How Quickly Do You Need to Reply?

Nearly 70% of professionals waste an hour a day just shifting between message platforms. Can prioritizing help?

Published: Jan 15, 2020

For many people, the workday ends like it begins: with a flurry of emails, messages, and phone calls begging to be answered.

It’s a reality of the fast-paced, digital world we live in. According to a recent study, the average full-time worker spends three hours a day reading and responding to email, and receives about 120 new emails each day. The proliferation of messaging apps, videoconferencing tools, and other communication platforms has added to the deluge: 69% of professionals lose up to an hour each day simply navigating between different platforms, according to a report by cloud communications provider RingCentral. That’s 32 days wasted a year.

At a time when email and messaging dominate the workplace, unscheduled phone calls are increasingly rare. That’s why they’re perhaps the most important signifier of an urgent matter.
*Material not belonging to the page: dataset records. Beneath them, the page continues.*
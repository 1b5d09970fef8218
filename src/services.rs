use serde_json::Value;
use thiserror::Error;

use crate::{
    graph::{DecodeError, ObjectView},
    models::{EntityId, Named},
};

pub mod projects;
pub mod tasks;
pub mod users;

/// Everything the sync controller needs to know about one record type.
pub trait Service {
    type Entity: Named + Clone;
    type Form: Clone + Default + PartialEq + std::fmt::Debug;

    /// Path segment of the collection on the remote
    const COLLECTION: &'static str;
    /// Singular, lowercase name used in messages
    const LABEL: &'static str;

    /// Projects a decoded object into an entity.
    fn from_view(view: ObjectView<'_>) -> Result<Self::Entity, DecodeError>;

    /// Copies an entity into an editable form.
    fn to_form(entity: &Self::Entity) -> Self::Form;

    /// Validates the form and builds the plain request body. `id` is set
    /// when the body replaces an existing record.
    fn body(form: &Self::Form, id: Option<EntityId>) -> Result<Value, ValidationError>;
}

#[derive(Debug, Error, PartialEq)]
pub enum ValidationError {
    #[error("{0} is required")]
    MissingField(&'static str),

    #[error("Invalid {field} '{value}'. Expected a date like 2025-03-01")]
    InvalidDate { field: &'static str, value: String },

    #[error("End date {end} is before start date {start}")]
    EndBeforeStart {
        start: jiff::civil::Date,
        end: jiff::civil::Date,
    },
}

pub(crate) fn required<'a>(value: &'a str, field: &'static str) -> Result<&'a str, ValidationError> {
    let trimmed = value.trim();
    if trimmed.is_empty() {
        Err(ValidationError::MissingField(field))
    } else {
        Ok(trimmed)
    }
}

#[derive(Debug, Error, PartialEq)]
pub enum LookupError {
    #[error("No {entity} matches '{query}'")]
    NotFound { entity: &'static str, query: String },

    #[error("The {entity} name '{query}' is ambiguous. Multiple matches found: {}", .names.join(", "))]
    Ambiguous {
        entity: &'static str,
        query: String,
        names: Vec<String>,
    },
}

/// Picks one record by id or by a case-insensitive name fragment.
///
/// A numeric query is tried as an id first. An exact name match wins over
/// partial matches.
pub fn find_by_id_or_name<'a, T: Named>(
    items: &'a [T],
    query: &str,
    entity: &'static str,
) -> Result<&'a T, LookupError> {
    let query = query.trim();
    if let Ok(id) = query.parse::<EntityId>()
        && let Some(item) = items.iter().find(|item| item.id() == id)
    {
        return Ok(item);
    }

    let needle = query.to_lowercase();
    if let Some(item) = items.iter().find(|item| item.name().to_lowercase() == needle) {
        return Ok(item);
    }

    let matching: Vec<&T> = items
        .iter()
        .filter(|item| item.name().to_lowercase().contains(&needle))
        .collect();

    match matching.as_slice() {
        [] => Err(LookupError::NotFound {
            entity,
            query: query.to_string(),
        }),
        [item] => Ok(*item),
        _ => Err(LookupError::Ambiguous {
            entity,
            query: query.to_string(),
            names: matching.iter().map(|item| item.name().to_string()).collect(),
        }),
    }
}
use std::collections::HashSet;

use thiserror::Error;

use crate::models::{EntityId, project::Project, task::Task, user::User};

/// Everything the last loads returned, viewed together so relationships
/// between the lists can be checked.
pub struct Snapshot<'a> {
    pub projects: &'a [Project],
    pub tasks: &'a [Task],
    pub users: &'a [User],
}

#[derive(Debug, Error, PartialEq)]
pub enum Violation {
    #[error("Task #{task_id} points to project #{project_id}, which does not exist")]
    MissingProject {
        task_id: EntityId,
        project_id: EntityId,
    },

    #[error("Task #{task_id} is assigned to user #{user_id}, who does not exist")]
    MissingAssignee { task_id: EntityId, user_id: EntityId },

    #[error("Project #{project_id} ends before it starts")]
    EndBeforeStart { project_id: EntityId },
}

impl<'a> Snapshot<'a> {
    pub fn new(projects: &'a [Project], tasks: &'a [Task], users: &'a [User]) -> Self {
        Self {
            projects,
            tasks,
            users,
        }
    }

    /// Lists every broken relationship invariant, in list order.
    pub fn violations(&self) -> Vec<Violation> {
        let project_ids: HashSet<EntityId> = self.projects.iter().map(|p| p.id).collect();
        let user_ids: HashSet<EntityId> = self.users.iter().map(|u| u.id).collect();

        let mut violations: Vec<Violation> = self
            .projects
            .iter()
            .filter(|p| !p.has_valid_dates())
            .map(|p| Violation::EndBeforeStart { project_id: p.id })
            .collect();

        for task in self.tasks {
            if !project_ids.contains(&task.project_id) {
                violations.push(Violation::MissingProject {
                    task_id: task.id,
                    project_id: task.project_id,
                });
            }
            if let Some(user_id) = task.assigned_to_id
                && !user_ids.contains(&user_id)
            {
                violations.push(Violation::MissingAssignee {
                    task_id: task.id,
                    user_id,
                });
            }
        }

        violations
    }
}
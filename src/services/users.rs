use serde_json::{Value, json};

use crate::{
    graph::{DecodeError, ObjectView},
    models::{EntityId, user::User},
    services::{Service, ValidationError, required},
};

pub struct Users;

#[derive(Debug, Clone, Default, PartialEq)]
pub struct UserForm {
    pub name: String,
    pub email: String,
    pub role: String,
}

impl Service for Users {
    type Entity = User;
    type Form = UserForm;

    const COLLECTION: &'static str = "users";
    const LABEL: &'static str = "user";

    fn from_view(view: ObjectView<'_>) -> Result<User, DecodeError> {
        Ok(User {
            id: view.int("id")?,
            name: view.str("name")?.to_string(),
            email: view.opt_str("email")?.unwrap_or_default().to_string(),
            role: view.opt_str("role")?.unwrap_or_default().to_string(),
        })
    }

    fn to_form(user: &User) -> UserForm {
        UserForm {
            name: user.name.clone(),
            email: user.email.clone(),
            role: user.role.clone(),
        }
    }

    fn body(form: &UserForm, id: Option<EntityId>) -> Result<Value, ValidationError> {
        let mut body = json!({
            "name": required(&form.name, "Name")?,
            "email": required(&form.email, "Email")?,
            "role": required(&form.role, "Role")?,
        });
        if let Some(id) = id {
            body["id"] = json!(id);
        }
        Ok(body)
    }
}
use std::{
    path::{Path, PathBuf},
    time::Duration,
};

use serde::Deserialize;
use thiserror::Error;
use tracing::debug;

pub const DEFAULT_API_URL: &str = "http://localhost:5000/api";
pub const DEFAULT_TIMEOUT_SECS: u64 = 30;

pub const API_URL_ENV: &str = "PMT_API_URL";
pub const TIMEOUT_ENV: &str = "PMT_TIMEOUT_SECS";

#[derive(Error, Debug)]
pub enum ConfigError {
    #[error("Failed to load config from '{path}': {source}")]
    LoadFailed {
        path: PathBuf,
        #[source]
        source: std::io::Error,
    },

    #[error("Failed to parse JSON from '{path}': {source}")]
    ParseFailed {
        path: PathBuf,
        #[source]
        source: serde_json::Error,
    },
}

/// Contents of `config.json`. Every key is optional.
#[derive(Debug, Default, Deserialize, PartialEq)]
#[serde(default, deny_unknown_fields)]
struct FileConfig {
    api_url: Option<String>,
    timeout_secs: Option<u64>,
}

/// Values given on the command line or through the environment
#[derive(Debug, Clone, Default)]
pub struct Overrides {
    pub api_url: Option<String>,
    pub timeout_secs: Option<u64>,
}

#[derive(Debug, Clone, PartialEq)]
pub struct Config {
    pub api_url: String,
    pub timeout: Duration,
}

impl Default for Config {
    fn default() -> Self {
        Self {
            api_url: String::from(DEFAULT_API_URL),
            timeout: Duration::from_secs(DEFAULT_TIMEOUT_SECS),
        }
    }
}

/// `<config dir>/pmt/config.json`, when the platform has a config dir.
pub fn default_path() -> Option<PathBuf> {
    dirs::config_dir().map(|dir| dir.join("pmt").join("config.json"))
}

fn read_file(path: &Path) -> Result<FileConfig, ConfigError> {
    match std::fs::read_to_string(path) {
        Ok(content) => serde_json::from_str(&content).map_err(|e| ConfigError::ParseFailed {
            path: path.to_path_buf(),
            source: e,
        }),
        Err(e) if e.kind() == std::io::ErrorKind::NotFound => {
            debug!(path = %path.display(), "No config file, using defaults");
            Ok(FileConfig::default())
        }
        Err(e) => Err(ConfigError::LoadFailed {
            path: path.to_path_buf(),
            source: e,
        }),
    }
}

impl Config {
    /// Layers the overrides over the file at `path` over the defaults.
    /// A missing file counts as an empty one.
    pub fn load(path: Option<&Path>, overrides: Overrides) -> Result<Self, ConfigError> {
        let file = match path {
            Some(path) => read_file(path)?,
            None => FileConfig::default(),
        };
        let defaults = Config::default();

        let api_url = overrides
            .api_url
            .or(file.api_url)
            .map(|url| url.trim().trim_end_matches('/').to_string())
            .filter(|url| !url.is_empty())
            .unwrap_or(defaults.api_url);
        let timeout = overrides
            .timeout_secs
            .or(file.timeout_secs)
            .map_or(defaults.timeout, Duration::from_secs);

        Ok(Self { api_url, timeout })
    }
}
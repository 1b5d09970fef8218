//! Reference-preserving object graphs.
//!
//! The remote serializes cyclic graphs (a project lists its tasks, each task
//! points back at its project) by giving every object an `$id`, replacing
//! repeat occurrences with `{"$ref": id}` and wrapping collections in
//! `{"$values": [...]}`. Decoded objects live in an arena so that every
//! reference to the same object resolves to the same [`NodeId`].

use std::{collections::BTreeMap, rc::Rc};

use thiserror::Error;
use typed_index_collections::TiVec;

pub mod decode;
pub mod encode;

pub use decode::{DecodeOptions, Decoded, UnknownFields, decode_graph, decode_graph_with};
pub use encode::encode_graph;

pub const ID_FIELD: &str = "$id";
pub const REF_FIELD: &str = "$ref";
pub const VALUES_FIELD: &str = "$values";

/// Identity of an object inside a [`Graph`]
#[derive(Debug, Clone, Copy, PartialEq, Eq, Hash, PartialOrd, Ord)]
pub struct NodeId(usize);

impl From<usize> for NodeId {
    fn from(index: usize) -> Self {
        NodeId(index)
    }
}

impl From<NodeId> for usize {
    fn from(node: NodeId) -> Self {
        node.0
    }
}

#[derive(Debug, Clone, PartialEq)]
pub enum GraphValue {
    Null,
    Bool(bool),
    Number(serde_json::Number),
    String(String),
    /// Shared so that every `$ref` to an envelope reuses the same elements
    List(Rc<[GraphValue]>),
    Object(NodeId),
}

impl GraphValue {
    pub fn list(items: Vec<GraphValue>) -> Self {
        GraphValue::List(items.into())
    }

    pub fn kind(&self) -> &'static str {
        match self {
            GraphValue::Null => "null",
            GraphValue::Bool(_) => "boolean",
            GraphValue::Number(_) => "number",
            GraphValue::String(_) => "string",
            GraphValue::List(_) => "list",
            GraphValue::Object(_) => "object",
        }
    }

    pub fn as_object(&self) -> Option<NodeId> {
        match self {
            GraphValue::Object(node) => Some(*node),
            _ => None,
        }
    }
}

impl From<&str> for GraphValue {
    fn from(value: &str) -> Self {
        GraphValue::String(value.to_string())
    }
}

impl From<i64> for GraphValue {
    fn from(value: i64) -> Self {
        GraphValue::Number(value.into())
    }
}

pub type Fields = BTreeMap<String, GraphValue>;

/// Arena of decoded objects.
#[derive(Debug, Clone, Default)]
pub struct Graph {
    nodes: TiVec<NodeId, Fields>,
}

impl Graph {
    pub fn new() -> Self {
        Self::default()
    }

    /// Allocates an empty object and returns its identity.
    pub fn add_object(&mut self) -> NodeId {
        self.nodes.push_and_get_key(Fields::new())
    }

    pub fn set_field(&mut self, node: NodeId, key: impl Into<String>, value: GraphValue) {
        if let Some(fields) = self.nodes.get_mut(node) {
            fields.insert(key.into(), value);
        }
    }

    pub fn fields(&self, node: NodeId) -> Option<&Fields> {
        self.nodes.get(node)
    }

    pub fn field(&self, node: NodeId, key: &str) -> Option<&GraphValue> {
        self.fields(node).and_then(|fields| fields.get(key))
    }

    pub fn len(&self) -> usize {
        self.nodes.len()
    }

    pub fn is_empty(&self) -> bool {
        self.nodes.is_empty()
    }

    /// True for an object holding nothing but `$`-metadata, which is how a
    /// collection serialized without its `$values` decodes.
    fn is_bare(&self, node: NodeId) -> bool {
        self.fields(node)
            .is_some_and(|fields| fields.keys().all(|key| key.starts_with('$')))
    }

    pub fn view(&self, node: NodeId, entity: &'static str) -> ObjectView<'_> {
        ObjectView {
            graph: self,
            node,
            entity,
        }
    }

    /// Views every object of a top-level collection. Positions emptied by a
    /// dangling reference are skipped, and an envelope that lost its
    /// `$values` reads as empty.
    pub fn collection<'g>(
        &'g self,
        root: &GraphValue,
        entity: &'static str,
    ) -> Result<Vec<ObjectView<'g>>, DecodeError> {
        match root {
            GraphValue::List(items) => objects_of(self, items, entity, "<root>"),
            GraphValue::Object(node) if self.is_bare(*node) => Ok(vec![]),
            other => Err(DecodeError::NotACollection {
                entity,
                found: other.kind(),
            }),
        }
    }
}

fn objects_of<'g>(
    graph: &'g Graph,
    items: &[GraphValue],
    entity: &'static str,
    field: &'static str,
) -> Result<Vec<ObjectView<'g>>, DecodeError> {
    items
        .iter()
        .filter(|item| !matches!(item, GraphValue::Null))
        .map(|item| match item {
            GraphValue::Object(node) => Ok(graph.view(*node, entity)),
            other => Err(DecodeError::Field {
                entity,
                field,
                reason: format!("expected a list of objects, found a {}", other.kind()),
            }),
        })
        .collect()
}

#[derive(Debug, Error, Clone, PartialEq)]
pub enum DecodeError {
    #[error("Reference to object '{0}', which has not been seen yet")]
    DanglingReference(String),

    #[error("Marker '{marker}' must hold a string or integer id, found {found}")]
    InvalidMarker { marker: &'static str, found: String },

    #[error("Object id '{0}' is declared more than once")]
    DuplicateId(String),

    #[error("Expected a collection of {entity}s, found a {found}")]
    NotACollection {
        entity: &'static str,
        found: &'static str,
    },

    #[error("Invalid field '{field}' on {entity}: {reason}")]
    Field {
        entity: &'static str,
        field: &'static str,
        reason: String,
    },
}

/// Typed read access to one object of a graph.
#[derive(Clone, Copy)]
pub struct ObjectView<'g> {
    graph: &'g Graph,
    node: NodeId,
    entity: &'static str,
}

impl<'g> ObjectView<'g> {
    pub fn node(&self) -> NodeId {
        self.node
    }

    /// Returns the field value, treating an explicit `null` as absent.
    pub fn get(&self, field: &str) -> Option<&'g GraphValue> {
        match self.graph.field(self.node, field) {
            None | Some(GraphValue::Null) => None,
            Some(value) => Some(value),
        }
    }

    fn invalid(&self, field: &'static str, reason: impl Into<String>) -> DecodeError {
        DecodeError::Field {
            entity: self.entity,
            field,
            reason: reason.into(),
        }
    }

    pub fn int(&self, field: &'static str) -> Result<i64, DecodeError> {
        self.opt_int(field)?
            .ok_or_else(|| self.invalid(field, "missing required value"))
    }

    pub fn opt_int(&self, field: &'static str) -> Result<Option<i64>, DecodeError> {
        match self.get(field) {
            None => Ok(None),
            Some(GraphValue::Number(n)) => n
                .as_i64()
                .map(Some)
                .ok_or_else(|| self.invalid(field, format!("{n} is not an integer"))),
            Some(other) => Err(self.invalid(field, format!("expected a number, found a {}", other.kind()))),
        }
    }

    pub fn str(&self, field: &'static str) -> Result<&'g str, DecodeError> {
        self.opt_str(field)?
            .ok_or_else(|| self.invalid(field, "missing required value"))
    }

    pub fn opt_str(&self, field: &'static str) -> Result<Option<&'g str>, DecodeError> {
        match self.get(field) {
            None => Ok(None),
            Some(GraphValue::String(s)) => Ok(Some(s.as_str())),
            Some(other) => Err(self.invalid(field, format!("expected a string, found a {}", other.kind()))),
        }
    }

    /// Follows a relation to another object.
    pub fn object(
        &self,
        field: &'static str,
        entity: &'static str,
    ) -> Result<Option<ObjectView<'g>>, DecodeError> {
        match self.get(field) {
            None => Ok(None),
            Some(GraphValue::Object(node)) => Ok(Some(self.graph.view(*node, entity))),
            Some(other) => Err(self.invalid(field, format!("expected an object, found a {}", other.kind()))),
        }
    }

    /// Follows a to-many relation. An absent field, or an envelope without
    /// `$values`, is an empty list.
    pub fn list(
        &self,
        field: &'static str,
        entity: &'static str,
    ) -> Result<Vec<ObjectView<'g>>, DecodeError> {
        match self.get(field) {
            None => Ok(vec![]),
            Some(GraphValue::List(items)) => objects_of(self.graph, items, entity, field),
            Some(GraphValue::Object(node)) if self.graph.is_bare(*node) => Ok(vec![]),
            Some(other) => Err(self.invalid(field, format!("expected a list, found a {}", other.kind()))),
        }
    }
}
But do all messages really have to be answered—and if so, when? Clearly, who is sending the message—your boss, a friend—matters. But there are other factors. “Urgency is in the eye of the beholder,” says Sean Carney, a career coach at Korn Ferry Advance.

Email

In most workplaces, email is still the central form of communication, but it also commands a disproportionate amount of our attention: studies show that while just 10% of emails require an urgent response, about half of professionals will respond within 60 minutes of receiving any email.

Some people feel that simply fielding emails as they come in is most productive, but researchers at the University of Irvine found that it can take up to 23 minutes to come back to a task after just one interruption. A better solution may be to check your emails only at certain times of day and ask yourself key questions, such as if the email has a deadline. “Answering email is a corporate indicator of productivity,” says Carney. “And it shouldn’t be.”

Text messaging and messaging apps

The rise of the 24/7 business environment and the remote workforce has made texting with work colleagues more common. Today, 73% of professionals text with their internal coworkers, while 51% use text to communicate with external contacts, customers, prospects, and partners.

But experts say that texting still conveys more urgency than email, perhaps because more than 90% of people read a text message within the first three minutes of receiving it, according to a survey by mobile research firm Mobilesquared. So if your boss is texting you, in many cases you should respond immediately.

When it comes to work-based messaging apps, the rules aren’t so clear. Experts say it’s harder to immediately filter out what’s urgent, though you can typically mute conversations that aren’t urgent and create notifications so that you’re alerted anytime there’s activity on a certain topic or messages from a certain person.

Phone

At a time when email and messaging dominate the workplace, unscheduled phone calls are increasingly rare. That’s why they’re perhaps the most important signifier of an urgent matter. If you miss a call, answer it as soon as you can. And don’t be among the 37% of people who fall into the trap of rarely or never checking their voicemail anymore: a surprising number of professionals cringe when they think of the important voicemails they missed.

Finally, never forget where you are when you take a call. There is a hierarchy at work here. The basic rule of thumb is, the higher up the person you’re talking to, the more urgent it is that you be in a quiet, professional environment with no background noise.